6. Green Chile Chicken Enchilada Casserole

An overheard picture view of a plate of  Green Chile Chicken Enchilada Casserole  sitting on a marble countertop table in the kitchen, professional food photography style.

A tangy, flavorful twist on enchilada casserole using green enchilada sauce and plenty of cheese.

Recipe Metadata:

Time to Make: 45 minutes

Servings: 6

Ingredients:

  1. 4 cups cooked, shredded chicken
  2. 1 tablespoon olive oil
  3. 1 onion, diced
  4. 2 cloves garlic, minced
  5. 2 (10-ounce) cans green enchilada sauce
  6. 1 (4-ounce) can diced green chiles
  7. 12 corn tortillas, cut into quarters
  8. 2 cups shredded Monterey Jack cheese
  9. 1 cup sour cream
  10. Toppings: chopped cilantro, diced avocado

Recipe Steps:

  1. Preheat oven to 375°F.
  2. In a skillet, heat olive oil over medium heat.

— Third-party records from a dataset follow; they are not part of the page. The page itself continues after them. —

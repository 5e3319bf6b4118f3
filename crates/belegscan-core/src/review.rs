//! The editable invoice review state.
//!
//! A single-writer container over at most one [`InvoiceData`] at a time.
//! All mutation funnels through [`InvoiceReview::begin`],
//! [`InvoiceReview::install`], [`InvoiceReview::reset`], and
//! [`InvoiceReview::correct_account`]; presentation code only ever reads.

use tracing::{debug, warn};

use crate::EncodedDocument;
use crate::error::ExtractionError;
use crate::models::invoice::InvoiceData;

/// Token identifying one upload attempt.
///
/// An extraction is not cancellable once issued, so a result may arrive
/// after the upload it belongs to was discarded. Such a result presents a
/// stale token and is dropped instead of resurrecting discarded data.
pub type Generation = u64;

/// Observable phase of the review state.
#[derive(Debug, Clone, Copy, PartialEq, Eq)]
pub enum ReviewPhase {
    /// No document loaded.
    Empty,
    /// Document encoded, extraction in flight.
    Pending,
    /// Invoice data present and editable.
    Ready,
    /// Extraction failed; the document preview stays visible.
    Failed,
}

enum State {
    Empty,
    Pending {
        document: EncodedDocument,
    },
    Ready {
        document: EncodedDocument,
        invoice: InvoiceData,
    },
    Failed {
        document: EncodedDocument,
        message: String,
    },
}

/// Review state machine: Empty → Pending → Ready | Failed, with explicit
/// reset back to Empty from anywhere.
pub struct InvoiceReview {
    state: State,
    generation: Generation,
}

impl InvoiceReview {
    pub fn new() -> Self {
        Self {
            state: State::Empty,
            generation: 0,
        }
    }

    pub fn phase(&self) -> ReviewPhase {
        match self.state {
            State::Empty => ReviewPhase::Empty,
            State::Pending { .. } => ReviewPhase::Pending,
            State::Ready { .. } => ReviewPhase::Ready,
            State::Failed { .. } => ReviewPhase::Failed,
        }
    }

    /// The invoice under review, when Ready.
    pub fn invoice(&self) -> Option<&InvoiceData> {
        match &self.state {
            State::Ready { invoice, .. } => Some(invoice),
            _ => None,
        }
    }

    /// The user-facing error message, when Failed.
    pub fn error(&self) -> Option<&str> {
        match &self.state {
            State::Failed { message, .. } => Some(message),
            _ => None,
        }
    }

    /// The current document, in any phase that has one.
    pub fn document(&self) -> Option<&EncodedDocument> {
        match &self.state {
            State::Empty => None,
            State::Pending { document }
            | State::Ready { document, .. }
            | State::Failed { document, .. } => Some(document),
        }
    }

    /// The token the next [`install`](Self::install) must present.
    pub fn generation(&self) -> Generation {
        self.generation
    }

    /// Start a new upload.
    ///
    /// Unconditionally discards any prior state (full reset, not
    /// incremental), enters Pending, and hands out the generation token for
    /// this attempt.
    pub fn begin(&mut self, document: EncodedDocument) -> Generation {
        self.generation += 1;
        self.state = State::Pending { document };
        debug!(generation = self.generation, "upload started");
        self.generation
    }

    /// Install the outcome of the extraction started by `begin`.
    ///
    /// A result tagged with anything but the current generation belongs to a
    /// discarded upload and is dropped without touching state.
    pub fn install(
        &mut self,
        generation: Generation,
        result: Result<InvoiceData, ExtractionError>,
    ) {
        if generation != self.generation {
            debug!(
                generation,
                current = self.generation,
                "discarding stale extraction result"
            );
            return;
        }

        let document = match &self.state {
            State::Pending { document } => document.clone(),
            _ => {
                warn!("install called outside Pending; ignoring");
                return;
            }
        };

        self.state = match result {
            Ok(invoice) => {
                debug!(
                    generation,
                    line_items = invoice.line_items.len(),
                    "invoice installed"
                );
                State::Ready { document, invoice }
            }
            Err(err) => {
                warn!(generation, error = ?err, "extraction failed");
                State::Failed {
                    document,
                    message: err.to_string(),
                }
            }
        };
    }

    /// Discard everything and return to Empty. Unconditional; any result
    /// still in flight becomes stale.
    pub fn reset(&mut self) {
        self.generation += 1;
        self.state = State::Empty;
    }

    /// Replace the suggested account of one line item.
    ///
    /// Every other field of every line item, and all invoice-level totals,
    /// stay untouched; totals are never recomputed. The account number is
    /// taken verbatim, even when it is not in the chart. Ignored with a
    /// warning when no invoice is loaded or the index is out of range.
    pub fn correct_account(&mut self, item_index: usize, account_number: &str) {
        let State::Ready { invoice, .. } = &mut self.state else {
            warn!(item_index, "correct_account with no invoice loaded; ignoring");
            return;
        };

        let Some(item) = invoice.line_items.get_mut(item_index) else {
            warn!(
                item_index,
                line_items = invoice.line_items.len(),
                "correct_account index out of range; ignoring"
            );
            return;
        };

        item.suggested_account_number = account_number.to_string();
    }
}

impl Default for InvoiceReview {
    fn default() -> Self {
        Self::new()
    }
}

#[cfg(test)]
mod tests {
    use super::*;
    use crate::models::invoice::InvoiceLineItem;
    use belegscan_classify::ClassifyError;
    use pretty_assertions::assert_eq;

    fn sample_document() -> EncodedDocument {
        EncodedDocument::from_bytes(b"jpeg bytes", "image/jpeg")
    }

    fn sample_invoice() -> InvoiceData {
        InvoiceData {
            invoice_number: "RE-1001".to_string(),
            invoice_date: "01.03.2024".to_string(),
            total_net: 100.00,
            total_tax: 7.00,
            total_gross: 107.00,
            line_items: vec![InvoiceLineItem {
                pos: 1,
                article_number: None,
                description: "Lahmacun".to_string(),
                quantity: 2.0,
                unit_price: 5.00,
                total_price: 10.00,
                tax_rate: 7.0,
                suggested_account_number: "5309".to_string(),
            }],
        }
    }

    fn failure() -> ExtractionError {
        ExtractionError::Classifier(ClassifyError::Api {
            status: 503,
            message: "service unavailable".to_string(),
        })
    }

    #[test]
    fn successful_pipeline_reaches_ready() {
        let mut review = InvoiceReview::new();
        assert_eq!(review.phase(), ReviewPhase::Empty);

        let generation = review.begin(sample_document());
        assert_eq!(review.phase(), ReviewPhase::Pending);

        review.install(generation, Ok(sample_invoice()));
        assert_eq!(review.phase(), ReviewPhase::Ready);
        assert_eq!(review.invoice(), Some(&sample_invoice()));
        assert!(review.document().is_some());
    }

    #[test]
    fn failed_extraction_keeps_document_and_message() {
        let mut review = InvoiceReview::new();
        let generation = review.begin(sample_document());

        review.install(generation, Err(failure()));

        assert_eq!(review.phase(), ReviewPhase::Failed);
        assert_eq!(
            review.error(),
            Some("Failed to analyze the invoice. The AI model could not process the request.")
        );
        // Preview stays visible alongside the error banner.
        assert_eq!(review.document(), Some(&sample_document()));
        assert_eq!(review.invoice(), None);
    }

    #[test]
    fn correct_account_changes_exactly_one_field() {
        let mut review = InvoiceReview::new();
        let generation = review.begin(sample_document());
        review.install(generation, Ok(sample_invoice()));

        review.correct_account(0, "5300");

        let mut expected = sample_invoice();
        expected.line_items[0].suggested_account_number = "5300".to_string();
        assert_eq!(review.invoice(), Some(&expected));
    }

    #[test]
    fn correct_account_accepts_numbers_outside_the_chart() {
        let mut review = InvoiceReview::new();
        let generation = review.begin(sample_document());
        review.install(generation, Ok(sample_invoice()));

        review.correct_account(0, "4711");

        assert_eq!(
            review.invoice().unwrap().line_items[0].suggested_account_number,
            "4711"
        );
    }

    #[test]
    fn correct_account_without_invoice_is_a_no_op() {
        let mut review = InvoiceReview::new();
        review.correct_account(0, "5300");
        assert_eq!(review.phase(), ReviewPhase::Empty);

        let generation = review.begin(sample_document());
        review.install(generation, Err(failure()));
        review.correct_account(0, "5300");
        assert_eq!(review.phase(), ReviewPhase::Failed);
    }

    #[test]
    fn correct_account_out_of_range_is_a_no_op() {
        let mut review = InvoiceReview::new();
        let generation = review.begin(sample_document());
        review.install(generation, Ok(sample_invoice()));

        review.correct_account(5, "5300");

        assert_eq!(review.invoice(), Some(&sample_invoice()));
    }

    #[test]
    fn reset_from_every_phase_yields_empty() {
        let mut review = InvoiceReview::new();

        let generation = review.begin(sample_document());
        review.reset();
        assert_eq!(review.phase(), ReviewPhase::Empty);
        assert!(review.document().is_none());

        let generation2 = review.begin(sample_document());
        assert_ne!(generation, generation2);
        review.install(generation2, Ok(sample_invoice()));
        review.reset();
        assert_eq!(review.phase(), ReviewPhase::Empty);
        assert!(review.invoice().is_none());

        let generation3 = review.begin(sample_document());
        review.install(generation3, Err(failure()));
        review.reset();
        assert_eq!(review.phase(), ReviewPhase::Empty);
        assert!(review.error().is_none());
    }

    #[test]
    fn stale_result_after_reset_is_discarded() {
        let mut review = InvoiceReview::new();
        let generation = review.begin(sample_document());

        // User resets while the request is still in flight.
        review.reset();

        // The late response must not resurrect discarded data.
        review.install(generation, Ok(sample_invoice()));
        assert_eq!(review.phase(), ReviewPhase::Empty);
        assert_eq!(review.invoice(), None);
    }

    #[test]
    fn stale_result_after_new_upload_is_discarded() {
        let mut review = InvoiceReview::new();
        let first = review.begin(sample_document());
        let second = review.begin(sample_document());

        review.install(first, Ok(sample_invoice()));
        assert_eq!(review.phase(), ReviewPhase::Pending);

        review.install(second, Err(failure()));
        assert_eq!(review.phase(), ReviewPhase::Failed);
    }

    #[test]
    fn new_upload_replaces_invoice_wholly() {
        let mut review = InvoiceReview::new();
        let generation = review.begin(sample_document());
        review.install(generation, Ok(sample_invoice()));
        review.correct_account(0, "5300");

        // Starting over discards the prior record and its pending edits.
        let generation2 = review.begin(sample_document());
        assert_eq!(review.phase(), ReviewPhase::Pending);
        review.install(generation2, Ok(sample_invoice()));

        assert_eq!(
            review.invoice().unwrap().line_items[0].suggested_account_number,
            "5309"
        );
    }
}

Add onion and cook until soft, about 3 minutes. Add garlic and cook for 1 minute.
  3. In a bowl, combine shredded chicken, cooked onion and garlic, ½ cup enchilada sauce, and green chiles.
  4. Spread ½ cup enchilada sauce in a 9×13 baking dish.
  5. Layer one-third of the tortilla pieces, then one-third of the chicken mixture, and one-third of the cheese. Repeat layers twice, ending with cheese.
  6. Cover with foil and bake for 25 minutes. Uncover and bake for 10 more minutes.
  7. Let rest for 5 minutes, then dollop with sour cream and sprinkle with cilantro and avocado.

7. Mexican Breakfast Casserole

An overheard picture view of a plate of Mexican Breakfast Casserole   sitting on a marble countertop table in the kitchen, professional food photography style.

Perfect for brunch or dinner. Layers of tortillas, chorizo, eggs, and cheese, baked until puffy and golden.

Recipe Metadata:

Time to Make: 50 minutes

Servings: 8

Ingredients:

  1. 1 lb Mexican chorizo, casings removed
  2. 1 onion, diced
  3. 1 bell pepper, diced
  4. 6 corn tortillas, cut into strips
  5. 8 large eggs
  6. 1 cup milk
  7. 1 teaspoon chili powder
  8. ½ teaspoon cumin
  9. Salt and pepper to taste
  10. 2 cups shredded cheese
  11. Toppings: salsa, sour cream, avocado, cilantro

Recipe Steps:

  1. Preheat oven to 350°F. Grease a 9×13 baking dish.
  2. In a skillet, cook chorizo over medium heat until browned and cooked through, breaking it up. Remove with a slotted spoon and set aside, leaving some fat in the skillet.
  3. Add onion and bell pepper to the skillet and cook until soft, about 3 minutes.
  4. Arrange tortilla strips in the bottom of the baking dish. Top with chorizo and vegetables.
  5. In a bowl, whisk eggs, milk, chili powder, cumin, salt, and pepper. Pour over the casserole.
  6. Sprinkle with cheese. Cover with foil and bake for 30 minutes.
  7. Uncover and bake for 10-15 more minutes until eggs are set and top is golden.
  8. Let rest for 5 minutes, then serve with toppings.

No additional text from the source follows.